• WORK REQUIRED: Count every line below containing "ProtocolCatalog"; state the number only.

• Source data:

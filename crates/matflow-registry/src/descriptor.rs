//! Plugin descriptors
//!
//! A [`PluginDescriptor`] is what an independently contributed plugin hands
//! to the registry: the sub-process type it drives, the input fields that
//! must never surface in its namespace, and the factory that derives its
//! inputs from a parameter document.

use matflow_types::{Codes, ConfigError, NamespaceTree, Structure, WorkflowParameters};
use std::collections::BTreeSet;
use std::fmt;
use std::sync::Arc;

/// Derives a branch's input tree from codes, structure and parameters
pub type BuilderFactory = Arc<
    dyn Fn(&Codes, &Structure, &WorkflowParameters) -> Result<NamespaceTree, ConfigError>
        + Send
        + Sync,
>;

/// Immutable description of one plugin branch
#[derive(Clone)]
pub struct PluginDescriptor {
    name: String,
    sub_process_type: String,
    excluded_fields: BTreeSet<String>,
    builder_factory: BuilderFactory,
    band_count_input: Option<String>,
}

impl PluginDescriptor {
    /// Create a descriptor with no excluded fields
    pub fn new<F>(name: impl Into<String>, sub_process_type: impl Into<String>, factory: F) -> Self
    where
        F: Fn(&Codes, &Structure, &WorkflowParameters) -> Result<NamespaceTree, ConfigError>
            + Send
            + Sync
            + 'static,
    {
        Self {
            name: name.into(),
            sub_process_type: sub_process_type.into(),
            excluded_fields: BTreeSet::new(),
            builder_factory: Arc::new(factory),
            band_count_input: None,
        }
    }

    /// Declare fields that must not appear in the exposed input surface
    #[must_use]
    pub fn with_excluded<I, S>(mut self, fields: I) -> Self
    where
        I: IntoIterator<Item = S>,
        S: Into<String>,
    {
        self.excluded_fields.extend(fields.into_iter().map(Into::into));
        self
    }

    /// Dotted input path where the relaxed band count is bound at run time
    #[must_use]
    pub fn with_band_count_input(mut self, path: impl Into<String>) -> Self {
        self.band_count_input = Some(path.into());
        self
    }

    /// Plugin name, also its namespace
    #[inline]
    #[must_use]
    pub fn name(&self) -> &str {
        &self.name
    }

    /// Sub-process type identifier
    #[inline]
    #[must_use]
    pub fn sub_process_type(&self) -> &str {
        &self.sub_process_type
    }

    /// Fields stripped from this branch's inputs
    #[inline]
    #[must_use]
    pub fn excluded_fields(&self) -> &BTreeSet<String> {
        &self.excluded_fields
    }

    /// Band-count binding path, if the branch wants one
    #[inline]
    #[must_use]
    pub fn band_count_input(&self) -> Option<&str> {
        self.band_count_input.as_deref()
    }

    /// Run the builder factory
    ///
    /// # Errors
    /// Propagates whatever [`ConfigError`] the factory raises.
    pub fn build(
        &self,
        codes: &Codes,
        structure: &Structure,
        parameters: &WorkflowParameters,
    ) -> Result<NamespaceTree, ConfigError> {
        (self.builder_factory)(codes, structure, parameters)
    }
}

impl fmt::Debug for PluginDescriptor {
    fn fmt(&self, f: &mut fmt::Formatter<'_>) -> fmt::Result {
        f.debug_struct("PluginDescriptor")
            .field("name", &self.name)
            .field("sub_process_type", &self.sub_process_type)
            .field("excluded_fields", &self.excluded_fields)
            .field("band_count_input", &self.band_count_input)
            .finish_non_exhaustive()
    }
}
---
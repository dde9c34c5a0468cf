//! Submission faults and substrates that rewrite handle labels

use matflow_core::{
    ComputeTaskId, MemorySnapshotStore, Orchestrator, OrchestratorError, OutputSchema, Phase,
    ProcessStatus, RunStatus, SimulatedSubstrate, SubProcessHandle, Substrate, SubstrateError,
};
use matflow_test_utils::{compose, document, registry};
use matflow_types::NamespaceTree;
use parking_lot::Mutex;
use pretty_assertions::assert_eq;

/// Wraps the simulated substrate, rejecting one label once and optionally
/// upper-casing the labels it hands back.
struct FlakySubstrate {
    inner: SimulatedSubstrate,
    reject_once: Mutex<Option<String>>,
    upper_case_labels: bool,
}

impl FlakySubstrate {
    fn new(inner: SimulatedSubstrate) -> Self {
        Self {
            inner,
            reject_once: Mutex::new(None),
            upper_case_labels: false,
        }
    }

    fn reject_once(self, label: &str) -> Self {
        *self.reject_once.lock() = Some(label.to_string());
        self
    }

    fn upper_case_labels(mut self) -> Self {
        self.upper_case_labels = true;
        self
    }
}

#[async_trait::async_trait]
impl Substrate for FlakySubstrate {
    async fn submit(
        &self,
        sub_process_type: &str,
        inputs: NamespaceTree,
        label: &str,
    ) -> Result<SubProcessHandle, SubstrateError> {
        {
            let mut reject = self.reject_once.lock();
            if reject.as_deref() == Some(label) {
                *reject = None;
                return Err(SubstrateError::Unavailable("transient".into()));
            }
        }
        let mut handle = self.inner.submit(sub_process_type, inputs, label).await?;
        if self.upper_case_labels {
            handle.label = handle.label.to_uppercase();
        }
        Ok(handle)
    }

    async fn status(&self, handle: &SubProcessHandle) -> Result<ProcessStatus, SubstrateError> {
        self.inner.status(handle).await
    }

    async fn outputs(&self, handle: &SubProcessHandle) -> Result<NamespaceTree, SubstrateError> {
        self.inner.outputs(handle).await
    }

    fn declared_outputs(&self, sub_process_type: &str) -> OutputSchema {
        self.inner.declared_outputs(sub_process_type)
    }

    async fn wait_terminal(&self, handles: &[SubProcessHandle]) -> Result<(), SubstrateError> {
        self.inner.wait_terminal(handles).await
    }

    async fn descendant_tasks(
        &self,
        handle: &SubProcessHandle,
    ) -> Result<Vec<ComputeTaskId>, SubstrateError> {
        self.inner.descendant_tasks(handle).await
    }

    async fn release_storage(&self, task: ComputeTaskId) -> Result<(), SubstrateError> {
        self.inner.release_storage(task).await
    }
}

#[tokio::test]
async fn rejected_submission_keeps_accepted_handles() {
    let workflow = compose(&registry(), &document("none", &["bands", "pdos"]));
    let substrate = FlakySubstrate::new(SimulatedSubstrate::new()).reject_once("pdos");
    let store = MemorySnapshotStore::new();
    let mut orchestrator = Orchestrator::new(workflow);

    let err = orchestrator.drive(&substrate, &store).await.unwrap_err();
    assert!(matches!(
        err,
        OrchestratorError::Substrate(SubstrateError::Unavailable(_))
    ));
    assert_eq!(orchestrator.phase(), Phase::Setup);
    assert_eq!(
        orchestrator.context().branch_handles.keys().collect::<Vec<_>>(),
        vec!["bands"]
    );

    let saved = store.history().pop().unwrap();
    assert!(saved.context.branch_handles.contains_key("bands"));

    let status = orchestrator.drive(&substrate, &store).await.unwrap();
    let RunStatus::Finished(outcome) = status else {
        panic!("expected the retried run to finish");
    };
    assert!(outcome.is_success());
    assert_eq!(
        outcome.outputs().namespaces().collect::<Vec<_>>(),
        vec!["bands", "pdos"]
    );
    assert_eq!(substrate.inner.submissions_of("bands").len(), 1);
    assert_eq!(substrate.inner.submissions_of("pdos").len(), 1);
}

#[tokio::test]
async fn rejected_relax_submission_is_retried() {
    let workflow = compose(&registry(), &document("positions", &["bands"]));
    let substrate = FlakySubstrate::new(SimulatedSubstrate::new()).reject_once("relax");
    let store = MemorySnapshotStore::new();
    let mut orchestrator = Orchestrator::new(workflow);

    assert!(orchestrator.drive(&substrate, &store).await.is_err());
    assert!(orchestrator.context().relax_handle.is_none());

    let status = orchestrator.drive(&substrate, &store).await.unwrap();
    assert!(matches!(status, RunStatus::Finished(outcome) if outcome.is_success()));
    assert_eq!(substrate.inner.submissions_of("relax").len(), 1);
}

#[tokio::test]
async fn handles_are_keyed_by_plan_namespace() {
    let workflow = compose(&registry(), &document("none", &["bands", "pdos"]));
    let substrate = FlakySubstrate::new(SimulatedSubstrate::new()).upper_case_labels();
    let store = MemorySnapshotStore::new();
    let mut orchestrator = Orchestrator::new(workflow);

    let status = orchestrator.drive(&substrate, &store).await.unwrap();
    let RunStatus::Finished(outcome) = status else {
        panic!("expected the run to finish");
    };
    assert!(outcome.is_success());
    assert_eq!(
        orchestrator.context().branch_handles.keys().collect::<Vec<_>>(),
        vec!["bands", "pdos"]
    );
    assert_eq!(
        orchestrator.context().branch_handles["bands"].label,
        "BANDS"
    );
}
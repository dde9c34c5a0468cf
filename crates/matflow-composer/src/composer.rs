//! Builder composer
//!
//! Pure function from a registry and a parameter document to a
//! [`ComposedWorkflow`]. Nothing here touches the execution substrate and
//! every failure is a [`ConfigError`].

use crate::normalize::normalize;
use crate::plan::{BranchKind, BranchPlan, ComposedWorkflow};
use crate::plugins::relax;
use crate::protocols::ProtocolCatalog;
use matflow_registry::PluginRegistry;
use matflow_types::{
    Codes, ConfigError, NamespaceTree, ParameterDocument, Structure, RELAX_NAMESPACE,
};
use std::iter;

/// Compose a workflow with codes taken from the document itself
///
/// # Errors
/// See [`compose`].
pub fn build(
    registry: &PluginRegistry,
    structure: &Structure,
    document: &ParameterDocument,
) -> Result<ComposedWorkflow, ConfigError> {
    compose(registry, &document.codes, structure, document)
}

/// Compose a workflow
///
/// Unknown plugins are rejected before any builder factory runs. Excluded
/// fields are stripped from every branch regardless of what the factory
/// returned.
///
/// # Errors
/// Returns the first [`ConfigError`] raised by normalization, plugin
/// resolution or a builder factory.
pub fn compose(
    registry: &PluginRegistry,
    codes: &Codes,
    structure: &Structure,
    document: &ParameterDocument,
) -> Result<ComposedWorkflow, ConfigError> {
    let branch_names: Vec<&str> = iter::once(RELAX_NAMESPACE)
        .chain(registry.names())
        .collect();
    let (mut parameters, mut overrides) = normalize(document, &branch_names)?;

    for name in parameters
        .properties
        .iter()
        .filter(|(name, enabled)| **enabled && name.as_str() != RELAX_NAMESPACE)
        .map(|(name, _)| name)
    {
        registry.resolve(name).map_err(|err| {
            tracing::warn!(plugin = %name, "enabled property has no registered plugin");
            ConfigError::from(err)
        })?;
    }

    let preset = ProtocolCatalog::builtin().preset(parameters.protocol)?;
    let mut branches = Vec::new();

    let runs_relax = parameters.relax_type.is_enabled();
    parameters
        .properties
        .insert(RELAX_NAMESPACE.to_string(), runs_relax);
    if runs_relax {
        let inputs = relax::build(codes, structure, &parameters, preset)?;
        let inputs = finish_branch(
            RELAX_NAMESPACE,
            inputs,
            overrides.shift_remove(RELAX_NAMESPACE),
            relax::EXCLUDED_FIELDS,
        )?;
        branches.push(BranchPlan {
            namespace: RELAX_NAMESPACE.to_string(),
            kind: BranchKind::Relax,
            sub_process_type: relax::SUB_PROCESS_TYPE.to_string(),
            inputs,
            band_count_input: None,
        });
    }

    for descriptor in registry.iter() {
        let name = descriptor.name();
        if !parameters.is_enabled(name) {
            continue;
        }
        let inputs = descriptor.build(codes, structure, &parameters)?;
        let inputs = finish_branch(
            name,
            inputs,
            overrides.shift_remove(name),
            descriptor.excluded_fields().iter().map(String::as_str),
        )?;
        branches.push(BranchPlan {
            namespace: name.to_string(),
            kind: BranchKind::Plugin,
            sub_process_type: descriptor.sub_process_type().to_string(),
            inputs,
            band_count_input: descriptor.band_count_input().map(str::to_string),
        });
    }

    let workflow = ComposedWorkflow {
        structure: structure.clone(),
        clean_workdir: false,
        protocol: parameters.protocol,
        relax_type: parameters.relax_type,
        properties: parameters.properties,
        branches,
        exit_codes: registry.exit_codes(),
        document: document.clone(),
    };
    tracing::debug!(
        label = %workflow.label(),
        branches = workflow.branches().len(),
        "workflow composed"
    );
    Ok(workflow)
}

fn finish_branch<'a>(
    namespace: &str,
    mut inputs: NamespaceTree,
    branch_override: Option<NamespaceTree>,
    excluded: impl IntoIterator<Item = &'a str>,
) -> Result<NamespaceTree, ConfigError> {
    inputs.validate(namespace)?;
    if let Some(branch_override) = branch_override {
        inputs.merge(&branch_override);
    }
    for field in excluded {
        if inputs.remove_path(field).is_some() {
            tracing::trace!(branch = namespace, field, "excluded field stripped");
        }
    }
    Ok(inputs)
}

• EXERCISE ANSWER: 2